> [HOW TO COMPLETE THIS TASK]: Scan the listing below. Copy each line that contains "ExpenseDraft".

> [EXTRACTED MATERIAL]:
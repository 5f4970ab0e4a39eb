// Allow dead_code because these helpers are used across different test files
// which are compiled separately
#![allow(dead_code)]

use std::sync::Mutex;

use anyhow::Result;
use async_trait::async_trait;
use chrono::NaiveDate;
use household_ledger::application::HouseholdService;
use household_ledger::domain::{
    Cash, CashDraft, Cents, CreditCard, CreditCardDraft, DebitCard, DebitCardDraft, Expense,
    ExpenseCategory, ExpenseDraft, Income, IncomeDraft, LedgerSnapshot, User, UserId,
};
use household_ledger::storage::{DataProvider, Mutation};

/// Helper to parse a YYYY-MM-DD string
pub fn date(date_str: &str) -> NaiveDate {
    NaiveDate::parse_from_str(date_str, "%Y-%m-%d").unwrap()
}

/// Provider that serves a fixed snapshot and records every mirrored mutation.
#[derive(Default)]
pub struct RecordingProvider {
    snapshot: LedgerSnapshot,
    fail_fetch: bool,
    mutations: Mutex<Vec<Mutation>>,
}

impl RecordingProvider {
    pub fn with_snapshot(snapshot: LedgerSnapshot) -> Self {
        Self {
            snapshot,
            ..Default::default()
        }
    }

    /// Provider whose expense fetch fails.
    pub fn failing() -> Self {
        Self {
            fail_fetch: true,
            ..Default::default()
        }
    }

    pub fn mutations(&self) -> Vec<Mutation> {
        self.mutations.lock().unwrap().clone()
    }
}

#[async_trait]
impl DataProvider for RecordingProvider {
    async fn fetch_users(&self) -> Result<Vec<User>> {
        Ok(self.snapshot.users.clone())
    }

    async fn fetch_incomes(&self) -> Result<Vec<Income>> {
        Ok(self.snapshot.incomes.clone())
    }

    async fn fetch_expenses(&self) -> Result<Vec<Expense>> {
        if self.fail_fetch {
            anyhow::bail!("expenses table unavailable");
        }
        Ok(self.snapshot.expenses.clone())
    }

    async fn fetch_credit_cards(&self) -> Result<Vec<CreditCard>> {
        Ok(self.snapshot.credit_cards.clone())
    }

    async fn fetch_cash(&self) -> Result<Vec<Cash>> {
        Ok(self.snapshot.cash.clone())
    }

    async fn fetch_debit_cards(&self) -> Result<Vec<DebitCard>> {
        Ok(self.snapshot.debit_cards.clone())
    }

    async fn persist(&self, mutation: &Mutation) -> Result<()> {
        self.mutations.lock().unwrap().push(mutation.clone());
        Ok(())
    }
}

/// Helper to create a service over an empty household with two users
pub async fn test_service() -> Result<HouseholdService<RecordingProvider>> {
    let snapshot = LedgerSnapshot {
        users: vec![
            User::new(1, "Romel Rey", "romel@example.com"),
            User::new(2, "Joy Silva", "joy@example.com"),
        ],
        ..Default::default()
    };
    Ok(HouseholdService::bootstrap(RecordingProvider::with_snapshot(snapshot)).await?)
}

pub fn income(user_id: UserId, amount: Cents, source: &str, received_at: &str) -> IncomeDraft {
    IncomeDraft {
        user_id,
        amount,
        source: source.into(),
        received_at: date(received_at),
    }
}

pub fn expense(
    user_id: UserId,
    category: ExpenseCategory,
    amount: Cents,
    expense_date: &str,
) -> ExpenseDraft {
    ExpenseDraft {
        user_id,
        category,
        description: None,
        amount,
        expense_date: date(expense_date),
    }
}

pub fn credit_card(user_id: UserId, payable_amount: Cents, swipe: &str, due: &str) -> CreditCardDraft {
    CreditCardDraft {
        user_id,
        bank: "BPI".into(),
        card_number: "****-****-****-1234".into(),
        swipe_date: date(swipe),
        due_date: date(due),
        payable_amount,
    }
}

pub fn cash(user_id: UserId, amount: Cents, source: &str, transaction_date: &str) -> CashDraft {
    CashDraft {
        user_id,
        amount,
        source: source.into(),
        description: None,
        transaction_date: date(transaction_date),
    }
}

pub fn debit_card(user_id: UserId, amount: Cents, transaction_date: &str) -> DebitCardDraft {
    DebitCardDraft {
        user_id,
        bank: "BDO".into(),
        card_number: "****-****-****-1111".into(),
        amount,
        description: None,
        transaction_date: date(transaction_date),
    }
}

--

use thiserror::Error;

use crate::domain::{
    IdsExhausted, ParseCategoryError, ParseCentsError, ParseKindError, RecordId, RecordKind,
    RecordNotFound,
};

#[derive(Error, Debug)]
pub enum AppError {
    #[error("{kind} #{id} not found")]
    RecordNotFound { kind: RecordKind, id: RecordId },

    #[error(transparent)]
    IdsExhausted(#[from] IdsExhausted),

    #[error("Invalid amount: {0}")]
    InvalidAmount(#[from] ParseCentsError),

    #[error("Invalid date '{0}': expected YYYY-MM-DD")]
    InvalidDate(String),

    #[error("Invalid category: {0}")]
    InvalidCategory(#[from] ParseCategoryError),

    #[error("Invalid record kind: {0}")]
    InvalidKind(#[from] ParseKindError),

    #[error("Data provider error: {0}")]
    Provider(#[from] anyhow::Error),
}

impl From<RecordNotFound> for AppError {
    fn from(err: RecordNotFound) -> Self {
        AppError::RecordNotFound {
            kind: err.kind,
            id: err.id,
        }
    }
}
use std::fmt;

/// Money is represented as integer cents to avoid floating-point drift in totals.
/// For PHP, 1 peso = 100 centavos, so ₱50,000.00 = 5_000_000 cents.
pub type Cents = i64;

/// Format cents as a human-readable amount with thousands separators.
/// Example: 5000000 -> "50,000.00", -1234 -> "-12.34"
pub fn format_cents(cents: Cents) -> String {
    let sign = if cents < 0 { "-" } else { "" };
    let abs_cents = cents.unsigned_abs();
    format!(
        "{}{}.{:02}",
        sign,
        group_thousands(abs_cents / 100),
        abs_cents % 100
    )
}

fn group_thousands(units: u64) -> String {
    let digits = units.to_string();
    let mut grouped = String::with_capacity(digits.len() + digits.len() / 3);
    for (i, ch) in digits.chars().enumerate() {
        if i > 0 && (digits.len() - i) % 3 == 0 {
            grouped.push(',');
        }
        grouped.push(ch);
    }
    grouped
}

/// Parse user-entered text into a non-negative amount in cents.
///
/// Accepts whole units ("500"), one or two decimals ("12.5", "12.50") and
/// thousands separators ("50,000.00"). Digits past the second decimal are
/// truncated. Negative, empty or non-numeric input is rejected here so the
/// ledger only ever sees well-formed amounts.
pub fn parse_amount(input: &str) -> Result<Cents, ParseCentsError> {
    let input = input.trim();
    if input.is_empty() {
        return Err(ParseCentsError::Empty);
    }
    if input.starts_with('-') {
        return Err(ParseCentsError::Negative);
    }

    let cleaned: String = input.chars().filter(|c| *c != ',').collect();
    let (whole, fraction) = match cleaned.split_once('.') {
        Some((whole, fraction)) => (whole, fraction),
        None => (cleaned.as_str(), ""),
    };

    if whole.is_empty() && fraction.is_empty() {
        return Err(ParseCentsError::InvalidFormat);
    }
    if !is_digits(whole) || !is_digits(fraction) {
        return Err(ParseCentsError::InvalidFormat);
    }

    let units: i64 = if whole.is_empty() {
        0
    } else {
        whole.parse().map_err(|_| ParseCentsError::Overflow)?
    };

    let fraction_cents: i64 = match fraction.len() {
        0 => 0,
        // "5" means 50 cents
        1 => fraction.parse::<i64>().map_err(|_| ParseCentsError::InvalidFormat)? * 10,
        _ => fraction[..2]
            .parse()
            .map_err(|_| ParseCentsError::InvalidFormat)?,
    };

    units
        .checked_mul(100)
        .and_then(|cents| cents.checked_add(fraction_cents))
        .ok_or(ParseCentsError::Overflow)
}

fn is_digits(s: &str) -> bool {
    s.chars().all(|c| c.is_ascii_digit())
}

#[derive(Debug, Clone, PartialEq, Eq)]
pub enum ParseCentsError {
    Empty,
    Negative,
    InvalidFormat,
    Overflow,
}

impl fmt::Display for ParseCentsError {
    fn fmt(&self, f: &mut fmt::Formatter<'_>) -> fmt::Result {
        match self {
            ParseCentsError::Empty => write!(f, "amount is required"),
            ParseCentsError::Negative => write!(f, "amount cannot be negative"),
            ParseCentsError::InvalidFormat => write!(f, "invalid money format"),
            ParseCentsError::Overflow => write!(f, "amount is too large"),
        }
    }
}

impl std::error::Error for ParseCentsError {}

...

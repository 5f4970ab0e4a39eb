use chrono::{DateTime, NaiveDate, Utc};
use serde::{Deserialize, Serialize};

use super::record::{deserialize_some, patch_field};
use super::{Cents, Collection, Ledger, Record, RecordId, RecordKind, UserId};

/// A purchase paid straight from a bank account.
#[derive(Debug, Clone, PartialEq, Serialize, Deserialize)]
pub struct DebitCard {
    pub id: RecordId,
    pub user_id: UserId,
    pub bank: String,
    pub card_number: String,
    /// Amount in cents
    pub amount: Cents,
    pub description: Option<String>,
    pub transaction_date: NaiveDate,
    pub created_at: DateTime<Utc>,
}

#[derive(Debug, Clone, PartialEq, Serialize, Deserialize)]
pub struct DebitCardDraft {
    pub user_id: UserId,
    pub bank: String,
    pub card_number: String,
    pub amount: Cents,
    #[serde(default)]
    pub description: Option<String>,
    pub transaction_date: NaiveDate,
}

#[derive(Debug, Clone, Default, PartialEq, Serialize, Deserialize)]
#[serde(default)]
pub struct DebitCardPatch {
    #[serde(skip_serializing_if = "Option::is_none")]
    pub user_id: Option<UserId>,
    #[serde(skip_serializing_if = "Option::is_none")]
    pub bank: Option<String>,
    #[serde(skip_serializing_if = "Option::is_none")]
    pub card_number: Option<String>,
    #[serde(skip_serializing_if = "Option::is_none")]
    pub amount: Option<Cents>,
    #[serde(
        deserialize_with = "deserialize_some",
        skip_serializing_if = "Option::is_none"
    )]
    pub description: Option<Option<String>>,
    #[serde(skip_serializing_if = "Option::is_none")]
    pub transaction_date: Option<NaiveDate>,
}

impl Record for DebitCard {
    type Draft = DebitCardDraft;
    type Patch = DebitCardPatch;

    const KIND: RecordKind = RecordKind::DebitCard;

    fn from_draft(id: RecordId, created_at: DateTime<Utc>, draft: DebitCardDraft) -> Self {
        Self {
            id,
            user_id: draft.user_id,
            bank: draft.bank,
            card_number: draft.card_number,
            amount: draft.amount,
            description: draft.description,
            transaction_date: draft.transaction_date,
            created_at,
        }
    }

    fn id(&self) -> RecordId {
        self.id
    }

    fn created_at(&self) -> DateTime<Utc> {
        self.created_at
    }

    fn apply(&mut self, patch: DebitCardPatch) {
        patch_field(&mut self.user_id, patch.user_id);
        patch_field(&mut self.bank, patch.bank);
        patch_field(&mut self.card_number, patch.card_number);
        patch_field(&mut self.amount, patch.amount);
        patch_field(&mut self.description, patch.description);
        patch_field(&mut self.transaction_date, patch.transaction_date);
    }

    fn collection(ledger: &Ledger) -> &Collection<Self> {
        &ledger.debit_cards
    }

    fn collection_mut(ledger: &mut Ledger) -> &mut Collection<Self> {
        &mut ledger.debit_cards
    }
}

> [RESPONSE]:
    ExpenseCategory, ExpenseDraft, Income, IncomeDraft, LedgerSnapshot, User, UserId,
) -> ExpenseDraft {
    ExpenseDraft {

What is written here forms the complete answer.